Sam looked at me with a peaked high face, waiting.
“If you’re going to do theater,” I said, “you do it small, pointed, with a name and a face and a street address you can access without the National Guard showing up.”
“I’m on bated breath,” Sam said.
“You’re on snark is what you’re on. I should have never given you that Eagleton to read.”
“But I’m so glad you did! He’s actually funny! What’s wrong with a bit of levity, huh?”
“Nothing,” I said. “But will this levity of yours hold up in one-hundred-fifteen-degree heat?”
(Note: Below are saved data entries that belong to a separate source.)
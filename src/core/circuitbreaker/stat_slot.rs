use super::*;
use crate::base::{BaseSlot, EntryContext, Slot};
use std::sync::Arc;

pub const BREAKER_STAT_SLOT_ORDER: u32 = 6100;

/// MetricStatSlot feeds the outcome of completed invocations to the breakers of the resource.
/// MetricStatSlot must be filled into slot chain if circuit breaker is alive.
pub struct MetricStatSlot {
    manager: Arc<CircuitBreakerManager>,
}

impl MetricStatSlot {
    pub fn new(manager: Arc<CircuitBreakerManager>) -> Self {
        MetricStatSlot { manager }
    }
}

impl BaseSlot for MetricStatSlot {
    fn order(&self) -> u32 {
        BREAKER_STAT_SLOT_ORDER
    }
}

impl Slot for MetricStatSlot {
    fn exit(&self, ctx: &mut EntryContext) {
        if ctx.is_blocked() {
            return;
        }
        let rt = ctx.measure_round_trip();
        for cb in self.manager.get_breakers_of_resource(ctx.resource().name()) {
            cb.on_request_complete(rt, ctx.get_err());
        }
    }
}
The question did the work I wanted it to—Sam blinking, quirking his head a little, a little smile of genuine curiosity on his thin, fleshless lips. He had never even attended an ISO meeting, had wrung his recent “conversion” (his word, not mine) out of a handful of books and pamphlets, ten at most, had a tendency to confuse basic concepts (base and superstructure, say), but he was genuine, I felt, articulate, and a good tennis partner. I felt confident I could get him in on some actual action: a woman named Maria Nava and her two children in a little foreclosed bungalow just off Baseline Drive in Phoenix, Arizona—this was the face, this was the address. We had heard through Alex about Maria losing her job and her benefits and her twenty-year retirement with Alta Gas after that company went down with the great pirate ship of Soline, which had acquired it in the last months of its plunder. Of course I’d read about the “preferred-stock retirement plans” that the employees, new and old, had felt pressured into taking, and how the company froze its workers out of those accounts once the stock began to plummet—these were some of the machinations the journalists most reveled in. Yet the particular details didn’t interest me much, if I’m honest. I knew a rabbit hole when I saw one, and I refused on principle to be shocked by Soline’s last-ditch tactics, as if there was anything novel in the executive class chucking its workers overboard. The fact was that Maria Nava was behind on her mortgage, the bank was making good on its shameless threats, and Soline was in clean, cool deposition rooms, lawyered to the hilt. If a settlement ever did come down, if it exceeded the legal fees, if it fought its way free of escrow and appeals court, if the burgeoning welter of other ifs fell eventually just into place—well, but Maria couldn’t wait for that.
“I’m in,” Sam said.
“You’re in? Don’t you want to hear the details first, the money piece?”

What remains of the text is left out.